With the Penguins’ grand goodbye to Mellon Arena last night, the Islanders witnessed not only a monumental celebration of the building and it’s rich history but also a tribute to an organization that has risen rapidly to a winning franchise.
And with the Islanders in transition much like the Penguins were six years ago, they can’t help but wonder if they are capable of a similar transformation.
After finishing in 30th place in 2003-2004, the Penguins drafted two of the most dynamic players in the game—Evgeni Malkin and Sidney Crosby—peppered in some top-shelf talent through free agency and found themselves hoisting the Stanley Cup only five years later.
“They’re a good role model for a lot of organizations with the way they built through the draft,” said Josh Bailey, who the Islanders selected 9th overall in 2008. “They really turned the organization around. They're a couple of years ahead of what we want to accomplish.”
While the Islanders lack the explosive tandem of Malking and Crosby, perhaps the most potent 1-2 punch in the league, they have made stark improvements since last season’s 30th place finish.
They have a promising young core of players in Bailey, Kyle Okposo and 2009 first overall pick John Tavares and are already 17 points ahead of where they finished last season.
Not until the last week of the regular season were the Islanders officially eliminated from playoff contention.
“Pittsburgh, Washington, and Chicago are all teams that have developed their young players, drafted well and that’s certainly a direction we’ve tried to model ourselves after,” said Scott Gordon.
The Chicago Blackhwaks are probably the most realistic comparison. While they don’t have Malkin and Crosby in the Windy City, they have drafted rising stars Jonathan Toews and Patrick Kane and groomed talents like Duncan Keith and Brent Seabrook into a formidable pair of stud defensemen.
“I think for us a great team to look at it is Chicago,” said Tavares, who entered last night’s game with 22 goals in his rookie season. “They’ve been able to rebuild really quickly with a lot of great young players.”

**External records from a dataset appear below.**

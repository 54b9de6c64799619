//! Link storage trait definitions.

use crate::Result;
use crate::models::{
    CardinalitySpec, ModelId, ModelLink, ModelLinkId, ModelLinkView, RecordId, RecordLink,
    RecordLinkId,
};

/// Trait for link storage backends.
///
/// Model links declare which models may be connected; record links are the
/// connections themselves, stored in one edge table per model link.
/// Implementations must be thread-safe (`Send + Sync`).
pub trait LinkBackend: Send + Sync {
    /// Creates a link between two distinct models and its empty edge table.
    ///
    /// # Errors
    ///
    /// Returns `SelfLink` when both endpoints are the same model and
    /// `DuplicateLink` when the pair is already linked in either order.
    fn create_model_link(
        &self,
        model_1_id: ModelId,
        model_2_id: ModelId,
        cardinality: CardinalitySpec,
    ) -> Result<ModelLink>;

    /// Gets a model link by id.
    fn get_model_link(&self, link_id: ModelLinkId) -> Result<ModelLink>;

    /// Lists all model links with endpoint model names, in creation order.
    fn list_model_links(&self) -> Result<Vec<ModelLinkView>>;

    /// Replaces a link's cardinality bounds.
    ///
    /// # Errors
    ///
    /// Returns `CardinalityViolation` when existing record links already
    /// exceed a requested bound.
    fn update_model_link(
        &self,
        link_id: ModelLinkId,
        cardinality: CardinalitySpec,
    ) -> Result<ModelLink>;

    /// Connects two records under a model link.
    ///
    /// The records may be passed in either order; storage orients them to
    /// the link's model-1 and model-2 sides.
    ///
    /// # Errors
    ///
    /// Returns `DuplicateRecordLink` when the pair is already connected and
    /// `CardinalityExceeded` when either side's bound is full.
    fn create_record_link(
        &self,
        link_id: ModelLinkId,
        record_a: RecordId,
        record_b: RecordId,
    ) -> Result<RecordLink>;

    /// Removes one record link.
    fn delete_record_link(&self, link_id: ModelLinkId, record_link_id: RecordLinkId)
    -> Result<()>;

    /// Lists all record links under a model link, in creation order.
    fn record_links(&self, link_id: ModelLinkId) -> Result<Vec<RecordLink>>;

    /// Lists the record links a single record participates in under a model
    /// link.
    fn record_links_for(&self, link_id: ModelLinkId, record_id: RecordId)
    -> Result<Vec<RecordLink>>;
}
//! Permission gate.
//!
//! Grants are per (user, model, permission) rows; admin callers bypass the
//! rows entirely. The engine never resolves identities itself: every check
//! takes a [`Caller`] the embedding application has already authenticated,
//! carrying the user id and two account-level flags.
//!
//! # Features
//!
//! - **Grant management**: grant, revoke, and list per-model permissions
//! - **Authorization checks**: boolean [`authorize`](PermissionService::authorize)
//!   plus a [`require`](PermissionService::require) form for API layers that
//!   want denial as an error
//! - **Admin bypass**: admin callers pass every check without a row lookup
//!
//! # Example
//!
//! ```rust,ignore
//! use std::sync::Arc;
//! use tabula::{Caller, Permission, PermissionService, SqliteStore, UserId};
//!
//! let store = Arc::new(SqliteStore::in_memory()?);
//! let gate = PermissionService::new(store);
//!
//! let user = UserId::new();
//! gate.grant(user, invoice_id, Permission::ViewRecords)?;
//! gate.require(Caller::new(user), invoice_id, Permission::ViewRecords)?;
//! ```

use std::sync::Arc;

use crate::models::{Caller, ModelId, Permission, UserId, UserModelPermission};
use crate::storage::PermissionBackend;
use crate::{Error, Result};

/// Service answering "may this caller do that to this model".
///
/// Uses a [`PermissionBackend`] for grant storage.
pub struct PermissionService {
    backend: Arc<dyn PermissionBackend>,
}

impl PermissionService {
    /// Creates a new permission service with the given backend.
    #[must_use]
    pub fn new(backend: Arc<dyn PermissionBackend>) -> Self {
        Self { backend }
    }

    // =========================================================================
    // Grant Administration
    // =========================================================================

    /// Grants a permission on a model to a user.
    ///
    /// Granting an already-held permission is a no-op that returns the
    /// existing grant.
    ///
    /// # Arguments
    ///
    /// * `user_id` - User receiving the grant
    /// * `model_id` - Model the grant applies to
    /// * `permission` - Action being granted
    ///
    /// # Errors
    ///
    /// Returns an error if:
    /// - The model does not exist
    /// - Storage cannot be accessed
    pub fn grant(
        &self,
        user_id: UserId,
        model_id: ModelId,
        permission: Permission,
    ) -> Result<UserModelPermission> {
        let grant = self.backend.grant(user_id, model_id, permission)?;

        tracing::info!(
            user_id = %user_id,
            model_id = %model_id,
            permission = %permission,
            "Permission granted"
        );

        Ok(grant)
    }

    /// Revokes a permission. Returns true when a grant was removed.
    ///
    /// # Errors
    ///
    /// Returns an error if the model does not exist or storage cannot be
    /// accessed.
    pub fn revoke(
        &self,
        user_id: UserId,
        model_id: ModelId,
        permission: Permission,
    ) -> Result<bool> {
        let removed = self.backend.revoke(user_id, model_id, permission)?;

        if removed {
            tracing::info!(
                user_id = %user_id,
                model_id = %model_id,
                permission = %permission,
                "Permission revoked"
            );
        }

        Ok(removed)
    }

    /// Lists every grant a user holds, across all models.
    ///
    /// # Errors
    ///
    /// Returns an error if storage cannot be accessed.
    pub fn permissions_for(&self, user_id: UserId) -> Result<Vec<UserModelPermission>> {
        self.backend.permissions_for(user_id)
    }

    // =========================================================================
    // Authorization Checks
    // =========================================================================

    /// Returns true when the caller may perform the action on the model.
    ///
    /// Admins are authorized unconditionally; everyone else needs a grant.
    /// Denial is `Ok(false)`, never an error.
    ///
    /// # Errors
    ///
    /// Returns an error only if storage cannot be accessed.
    pub fn authorize(
        &self,
        caller: Caller,
        model_id: ModelId,
        permission: Permission,
    ) -> Result<bool> {
        if caller.is_admin {
            return Ok(true);
        }
        self.backend
            .has_permission(caller.user_id, model_id, permission)
    }

    /// Like [`authorize`](Self::authorize), but denial becomes
    /// [`Error::AccessDenied`].
    ///
    /// # Errors
    ///
    /// Returns an error if:
    /// - The caller lacks the permission
    /// - Storage cannot be accessed
    pub fn require(&self, caller: Caller, model_id: ModelId, permission: Permission) -> Result<()> {
        if self.authorize(caller, model_id, permission)? {
            Ok(())
        } else {
            Err(Error::AccessDenied {
                user_id: caller.user_id,
                model_id,
                permission,
            })
        }
    }

    /// Returns true when the caller may create models.
    ///
    /// The right comes from the caller's account flags; no grant rows are
    /// involved.
    #[must_use]
    #[allow(clippy::unused_self)]
    pub const fn can_create_models(&self, caller: Caller) -> bool {
        caller.is_admin || caller.can_create_models
    }

    /// Like [`can_create_models`](Self::can_create_models), but denial
    /// becomes [`Error::ModelCreationDenied`].
    ///
    /// # Errors
    ///
    /// Returns an error if the caller may not create models.
    pub fn require_model_creation(&self, caller: Caller) -> Result<()> {
        if self.can_create_models(caller) {
            Ok(())
        } else {
            Err(Error::ModelCreationDenied(caller.user_id))
        }
    }
}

To complement their emerging group of forwards, the Islanders have also drafted well defensively—nabbing top prospects Calvin de Haan and Travis Hamonic—as well as identified some hidden gems like Jack Hillen and Andrew MacDonald.
What remains to be seen, however, is where the Islanders will go from here.
Beyond what will likely be a good draft pick, the team must decide how aggressively to approach this year’s free agent class to bolster their lineup and boost them into serious contention.
“It’ll probably come down to how we fill out our roster this year,” Gordon said. “Obviously some contracts are up. What we're able to add will give us a better picture of where we are at.”
Where will that be?
“We certainly hope it’s next year we get into the playoffs,” Tavares said. “That’s where we can get some really good experience, see what it takes to win in the playoffs and be ready for the sacrifice it takes to win the Cup.”